Blast off of the rocket is expected to happen later today, Sunday, when it is scheduled to launch a space weather observatory into orbit. A lower stage of the Falcon 9 will try to touch down vertically on the floating pad, allowing SpaceX to reuse it for other missions.
That particular launch was slated for late last year, but NASA was forced to push back its DISCOVR (the Deep Space Climate Observatory) mission until now, after the US space agency said it needed more time to load supplies following the Orbital Sciences' Antares rocket explosion.
NASA added in December that an anomaly during a test firing of the Falcon 9 also delayed lift off.
The US National Oceanic and Atmospheric Administration has teamed up with NASA on the DSCOVR project to provide real-time solar wind monitoring – a key input into weather forecasting.
The satellite will also be used to forecast space weather, to help us have a better understanding of likely disruption to Earth-based electronics and electricity grids caused by solar events.
"One of our main questions about the solar wind is based on the fact that it cools down as it moves toward Earth but not as fast as we'd expect," said NASA’s DSCOVR project boffin Adam Szabo.

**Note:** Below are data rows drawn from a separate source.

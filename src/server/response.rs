use std::collections::HashSet;
use std::sync::Mutex;

use may_minihttp::Response;
use once_cell::sync::Lazy;
use serde_json::Value;
use tracing::warn;

use super::request::HeaderVec;

/// Upper bound on distinct header lines kept in the intern table.
const MAX_INTERNED_HEADERS: usize = 4096;

/// `may_minihttp` stores at most this many headers per response and panics past it.
pub(crate) const MAX_WIRE_HEADERS: usize = 16;

/// `may_minihttp::Response::header` takes `&'static str`. Header lines are
/// interned so each distinct line is leaked at most once.
static INTERNED_HEADERS: Lazy<Mutex<HeaderInterner>> =
    Lazy::new(|| Mutex::new(HeaderInterner::new(MAX_INTERNED_HEADERS)));

/// An outbound response as the core builds it.
///
/// Transports translate it to the wire; the core never touches sockets.
#[derive(Debug, Clone, PartialEq, Eq)]
pub struct HttpResponse {
    pub status: u16,
    pub headers: HeaderVec,
    pub body: Vec<u8>,
}

impl HttpResponse {
    #[must_use]
    pub fn new(status: u16) -> Self {
        Self {
            status,
            headers: HeaderVec::new(),
            body: Vec::new(),
        }
    }

    /// `application/json` response from a JSON value.
    #[must_use]
    pub fn json(status: u16, body: &Value) -> Self {
        let mut resp = Self::new(status);
        resp.set_header("Content-Type", "application/json");
        resp.body = body.to_string().into_bytes();
        resp
    }

    /// `text/plain; charset=utf-8` response.
    #[must_use]
    pub fn text(status: u16, body: impl Into<String>) -> Self {
        let mut resp = Self::new(status);
        resp.set_header("Content-Type", "text/plain; charset=utf-8");
        resp.body = body.into().into_bytes();
        resp
    }

    #[must_use]
    pub fn bytes(status: u16, body: Vec<u8>, content_type: &str) -> Self {
        let mut resp = Self::new(status);
        resp.set_header("Content-Type", content_type);
        resp.body = body;
        resp
    }

    /// `{"error": message}` with the given status.
    #[must_use]
    pub fn error(status: u16, message: &str) -> Self {
        Self::json(status, &serde_json::json!({ "error": message }))
    }

    /// Set a header, replacing any existing value (names compare case-insensitively).
    pub fn set_header(&mut self, name: &str, value: impl Into<String>) {
        let value = value.into();
        if let Some(slot) = self
            .headers
            .iter_mut()
            .find(|(k, _)| k.eq_ignore_ascii_case(name))
        {
            slot.1 = value;
        } else {
            self.headers.push((name.into(), value));
        }
    }

    #[must_use]
    pub fn get_header(&self, name: &str) -> Option<&str> {
        self.headers
            .iter()
            .find(|(k, _)| k.eq_ignore_ascii_case(name))
            .map(|(_, v)| v.as_str())
    }

    #[must_use]
    pub fn body_str(&self) -> Option<&str> {
        std::str::from_utf8(&self.body).ok()
    }

    #[must_use]
    pub fn body_json(&self) -> Option<Value> {
        serde_json::from_slice(&self.body).ok()
    }
}

pub(crate) fn status_reason(status: u16) -> &'static str {
    match status {
        200 => "OK",
        201 => "Created",
        202 => "Accepted",
        204 => "No Content",
        301 => "Moved Permanently",
        302 => "Found",
        304 => "Not Modified",
        400 => "Bad Request",
        401 => "Unauthorized",
        403 => "Forbidden",
        404 => "Not Found",
        405 => "Method Not Allowed",
        409 => "Conflict",
        422 => "Unprocessable Entity",
        429 => "Too Many Requests",
        500 => "Internal Server Error",
        502 => "Bad Gateway",
        503 => "Service Unavailable",
        _ => "OK",
    }
}

/// Bounded set of leaked header lines.
///
/// Once `cap` lines are stored, new lines are still leaked per use and not kept,
/// so a response never loses a header to a full table.
pub(crate) struct HeaderInterner {
    lines: HashSet<&'static str>,
    cap: usize,
    overflow_warned: bool,
}

impl HeaderInterner {
    pub(crate) fn new(cap: usize) -> Self {
        Self {
            lines: HashSet::new(),
            cap,
            overflow_warned: false,
        }
    }

    pub(crate) fn intern(&mut self, line: String) -> &'static str {
        if let Some(existing) = self.lines.get(line.as_str()) {
            return existing;
        }
        let leaked: &'static str = Box::leak(line.into_boxed_str());
        if self.lines.len() < self.cap {
            self.lines.insert(leaked);
        } else if !self.overflow_warned {
            self.overflow_warned = true;
            warn!(
                cap = self.cap,
                "Header intern table full, further distinct header lines leak per response"
            );
        }
        leaked
    }
}

/// The `Name: value` lines written for `resp`, at most [`MAX_WIRE_HEADERS`].
pub(crate) fn wire_header_lines(
    resp: &HttpResponse,
    interner: &mut HeaderInterner,
) -> Vec<&'static str> {
    let mut lines = Vec::with_capacity(resp.headers.len().min(MAX_WIRE_HEADERS));
    for (name, value) in &resp.headers {
        // may_minihttp writes Content-Length itself
        if name.eq_ignore_ascii_case("content-length") {
            continue;
        }
        if lines.len() == MAX_WIRE_HEADERS {
            warn!(header = %name, limit = MAX_WIRE_HEADERS, "Too many response headers, header dropped");
            continue;
        }
        lines.push(interner.intern(format!("{name}: {value}")));
    }
    lines
}

/// Copy an [`HttpResponse`] into a `may_minihttp` response.
pub fn write_response(res: &mut Response, resp: HttpResponse) {
    res.status_code(resp.status as usize, status_reason(resp.status));
    let lines = {
        let mut interner = match INTERNED_HEADERS.lock() {
            Ok(guard) => guard,
            Err(poisoned) => poisoned.into_inner(),
        };
        wire_header_lines(&resp, &mut interner)
    };
    for line in lines {
        res.header(line);
    }
    res.body_vec(resp.body);
}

"There must be some heating mechanism that slows down the cooling. The solar wind instruments on DSCOVR will help us determine what's providing that extra heat." ®
Updated to add: Launch scrubbed
Just minutes before take-off, tracking problems caused the launch to be scrubbed for at least 24 hours. A first stage transmitter and a range radar were the items blamed for the delay. The launch - and SpaceX's possible rendezvous with destiny - is currently set for 6:07 pm Monday (US Eastern time).